If it isn’t illegal, it must be legal. That’s why benzylpiperazine pills, under names such as Purepillz, Peaq, The Good Stuff, Frenzy and Pure Rush can be sold in Canada. And what are these pills? “Social tonics” they’re called and are meant to provide energy, produce euphoria and invigorate sexual experiences. Basically they’re stimulants. The human penchant for stimulants is nothing new. Since time immemorial people have been trying to dope up hum-drum lives with chemicals. Alcohol is perhaps the best example, but there are numerous others. Natural mood-boosters such as cocaine, opium, cannabis and mescaline all have long histories of use, but today their non-medical use is illegal. Ditto for the synthetic stimulants such as the amphetamines and ecstasy which came along later. These substances are illegal not because governments want to deprive the population of pleasure, but because scientists have examined the side effects of these drugs, their potential for addiction, and their links to criminal behaviour and have concluded that society is better off with strict controls of these mind-altering chemicals.

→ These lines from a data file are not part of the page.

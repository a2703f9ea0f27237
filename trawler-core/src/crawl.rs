use crate::frontier::Frontier;
use crate::report::CrawlSummary;
use std::sync::Arc;
use std::thread;
use tracing::{debug, info, warn};
use trawler_scanner::{CrawlTarget, FetchError, Fetcher, ParseError, extract_links};
use url::Url;

/// Callback invoked with every extracted link, in extraction order, before it is enqueued
pub type LinkCallback = Arc<dyn Fn(&str) + Send + Sync>;

/// How extracted `href` values become frontier entries
#[derive(Debug, Clone, Copy, Default, PartialEq, Eq)]
pub enum LinkScope {
    /// Push the raw attribute value unchanged
    #[default]
    Raw,
    /// Resolve against the current page, keep only links on the base host, push `path[?query]`
    SameHost,
}

/// Options for configuring a crawl operation
pub struct CrawlOptions {
    pub workers: usize,
    pub fetcher: Fetcher,
    pub dedup: bool,
    pub link_scope: LinkScope,
    pub max_rounds: Option<usize>,
    pub on_link: Option<LinkCallback>,
}

impl CrawlOptions {
    pub fn new(workers: usize) -> Self {
        Self {
            workers,
            fetcher: Fetcher::new(),
            dedup: false,
            link_scope: LinkScope::Raw,
            max_rounds: None,
            on_link: None,
        }
    }
}

/// What a single fetch-and-extract task ended with.
#[derive(Debug)]
pub enum TaskOutcome {
    Fetched {
        path: String,
        links_discovered: usize,
        links_enqueued: usize,
    },
    FetchFailed {
        path: String,
        error: FetchError,
    },
    ParseFailed {
        path: String,
        error: ParseError,
    },
}

/// Everything a crawl's tasks share: the resolved target, the frontier and the fetcher.
///
/// Built once per crawl and handed to every task by reference.
pub struct CrawlSession {
    target: CrawlTarget,
    frontier: Frontier,
    fetcher: Fetcher,
    link_scope: LinkScope,
    max_rounds: Option<usize>,
    on_link: Option<LinkCallback>,
}

impl CrawlSession {
    /// Create a session whose frontier holds just the seed path.
    pub fn new(target: CrawlTarget, options: CrawlOptions) -> Self {
        let frontier = if options.dedup {
            Frontier::with_dedup()
        } else {
            Frontier::new()
        };
        frontier.push(target.path.clone());
        debug!(
            "Session for {} seeded with {} (dedup: {})",
            target.base_host,
            target.path,
            frontier.is_dedup()
        );

        Self {
            target,
            frontier,
            fetcher: options.fetcher,
            link_scope: options.link_scope,
            max_rounds: options.max_rounds,
            on_link: options.on_link,
        }
    }

    pub fn target(&self) -> &CrawlTarget {
        &self.target
    }

    pub fn frontier(&self) -> &Frontier {
        &self.frontier
    }

    pub fn fetcher(&self) -> &Fetcher {
        &self.fetcher
    }

    /// Fetch one path, extract its links and push them onto the frontier.
    pub fn run_task(&self, path: String) -> TaskOutcome {
        let response = match self
            .fetcher
            .fetch(self.target.ip, &self.target.base_host, &path)
        {
            Ok(response) => response,
            Err(error) => {
                warn!("Could not get HTML for {} ({}): {}", path, error.kind(), error);
                return TaskOutcome::FetchFailed { path, error };
            }
        };

        if !response.is_success() {
            debug!("{} answered without a parsable status code", path);
        }
        debug!(
            "Fetched {} ({} bytes, content-type {:?})",
            path,
            response.body.len(),
            response.header("content-type")
        );

        let links = match extract_links(&response.body) {
            Ok(links) => links,
            Err(error) => {
                warn!("Could not parse HTML for {}: {}", path, error);
                return TaskOutcome::ParseFailed { path, error };
            }
        };

        if let Some(callback) = &self.on_link {
            for link in &links {
                callback(link);
            }
        }

        let links_discovered = links.len();
        let paths: Vec<String> = match self.link_scope {
            LinkScope::Raw => links,
            LinkScope::SameHost => links
                .iter()
                .filter_map(|href| same_host_path(&self.target.base_host, &path, href))
                .collect(),
        };
        let paths: Vec<String> = paths
            .into_iter()
            .filter(|link| {
                let usable = is_request_path(link);
                if !usable {
                    warn!("Skipping link {:?} on {}: not usable in a request line", link, path);
                }
                usable
            })
            .collect();
        let links_enqueued = self.frontier.push_all(paths);

        debug!(
            "{}: {} link(s) found, {} enqueued",
            path, links_discovered, links_enqueued
        );

        TaskOutcome::Fetched {
            path,
            links_discovered,
            links_enqueued,
        }
    }
}

/// Run rounds until the frontier is empty at the start of a round (or the round limit hits).
///
/// Each round pops up to `workers` paths, runs one thread per path and joins
/// every one of them before the next round is drained.
pub fn run_crawl(session: &CrawlSession, workers: usize) -> CrawlSummary {
    let workers = workers.max(1);
    let target = session.target();

    info!(
        "Starting crawl of {} ({}) from {} with {} workers",
        target.base_host, target.ip, target.path, workers
    );

    let mut summary = CrawlSummary {
        seed_url: target.original_url.clone(),
        base_host: target.base_host.clone(),
        ip: target.ip.to_string(),
        workers,
        ..CrawlSummary::default()
    };

    loop {
        if let Some(limit) = session.max_rounds
            && summary.rounds >= limit
        {
            summary.round_limit_reached = !session.frontier.is_empty();
            if summary.round_limit_reached {
                debug!(
                    "Round limit {} reached, left pending: {:?}",
                    limit,
                    session.frontier.pending()
                );
            }
            break;
        }

        let batch = session.frontier.drain_batch(workers);
        if batch.is_empty() {
            break;
        }

        summary.rounds += 1;
        summary.tasks_dispatched += batch.len();
        info!("Round {}: dispatching {} task(s)", summary.rounds, batch.len());

        let outcomes: Vec<thread::Result<TaskOutcome>> = thread::scope(|scope| {
            let handles: Vec<_> = batch
                .into_iter()
                .map(|path| scope.spawn(move || session.run_task(path)))
                .collect();

            handles.into_iter().map(|handle| handle.join()).collect()
        });

        for outcome in outcomes {
            match outcome {
                Ok(TaskOutcome::Fetched {
                    links_discovered,
                    links_enqueued,
                    ..
                }) => {
                    summary.pages_fetched += 1;
                    summary.links_discovered += links_discovered;
                    summary.links_enqueued += links_enqueued;
                }
                Ok(TaskOutcome::FetchFailed { error, .. }) => {
                    summary.record_fetch_failure(error.kind());
                }
                Ok(TaskOutcome::ParseFailed { .. }) => summary.parse_failures += 1,
                Err(_) => {
                    warn!("A crawl task panicked in round {}", summary.rounds);
                    summary.tasks_panicked += 1;
                }
            }
        }

        debug!(
            "Round {} complete, {} path(s) pending",
            summary.rounds,
            session.frontier.len()
        );
    }

    summary.frontier_remaining = session.frontier.len();
    info!(
        "Crawl complete. {} round(s), {} page(s) fetched, {} pending",
        summary.rounds, summary.pages_fetched, summary.frontier_remaining
    );
    summary
}

/// Build a session for `target` and crawl it to completion
pub fn execute_crawl(target: CrawlTarget, options: CrawlOptions) -> CrawlSummary {
    let workers = options.workers;
    let session = CrawlSession::new(target, options);
    run_crawl(&session, workers)
}

/// Turn an `href` found on `current_path` into a path on `base_host`.
///
/// Returns `None` for fragment-only links, non-HTTP schemes and other hosts.
pub fn same_host_path(base_host: &str, current_path: &str, href: &str) -> Option<String> {
    if href.is_empty() || href.starts_with('#') {
        return None;
    }

    let page = Url::parse(&format!("http://{}", base_host))
        .ok()?
        .join(current_path)
        .ok()?;
    let resolved = page.join(href).ok()?;

    if !matches!(resolved.scheme(), "http" | "https") {
        return None;
    }
    if !resolved
        .host_str()
        .is_some_and(|host| host.eq_ignore_ascii_case(base_host))
    {
        return None;
    }

    let mut path = resolved.path().to_string();
    if let Some(query) = resolved.query() {
        path.push('?');
        path.push_str(query);
    }
    Some(path)
}

/// A request line is `GET <path> HTTP/1.1`, so whitespace or control bytes in
/// the path would split it or inject headers.
fn is_request_path(path: &str) -> bool {
    !path
        .bytes()
        .any(|b| b.is_ascii_whitespace() || b.is_ascii_control())
}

But what if someone discovers a novel compound that has pleasure-inducing properties? Perhaps some substance in a plant that has never been isolated before. Or a synthetic compound that is totally new? Can they just put it in a bottle and sell it? The simple answer is yes, as long as no health claims are made on the product. But if the label declared that it had mood enhancing properties, that would be a different story. That is a drug claim and then the substance would have to go through stringent drug efficacy and safety trials. But no claim, no hassle. Benzylpiperazine is a synthetic compound that first appeared in the scientific literature back in the 1970s. It had been developed as a possible anti-parasitic drug but never made it to market as such. Testing in animals did, however, reveal that it had amphetamine like properties. There was short-lived interest in testing it as an antidepressant, after which benzylpiperazine faded into the chemical background. But it didn’t stay there. In the early 1990s it reappeared in California as a recreational drug, being legal, because it had never been made illegal. Because it was similar to amphetamines which had a nasty track record as drugs of abuse the U.S. government moved to ban benzylpiperazine, which happened by 2002. Many other countries have taken similar action citing possible side effects such as agitation, abnormal heart rhythms, abdominal pain and even seizures. Canada has not taken any steps to control the use of this drug, which consequently is legal. The company that markets it even claims that it is beneficial because it can replace harder more dangerous drugs. Humbug. There are loads of recorded cases of adverse reactions to benzylpiperazine, including deaths. Curiously people who shop in health food stores, wary of pesticides and preservatives, freely swallow these stimulant pills. If amphetamines are illegal, so should benzylpiperazine be. And don’t swallow any of the Internet advertising that it is a natural substance that occurs in black pepper. It isn’t true and it wouldn’t matter if it did. Natural does not equal safe.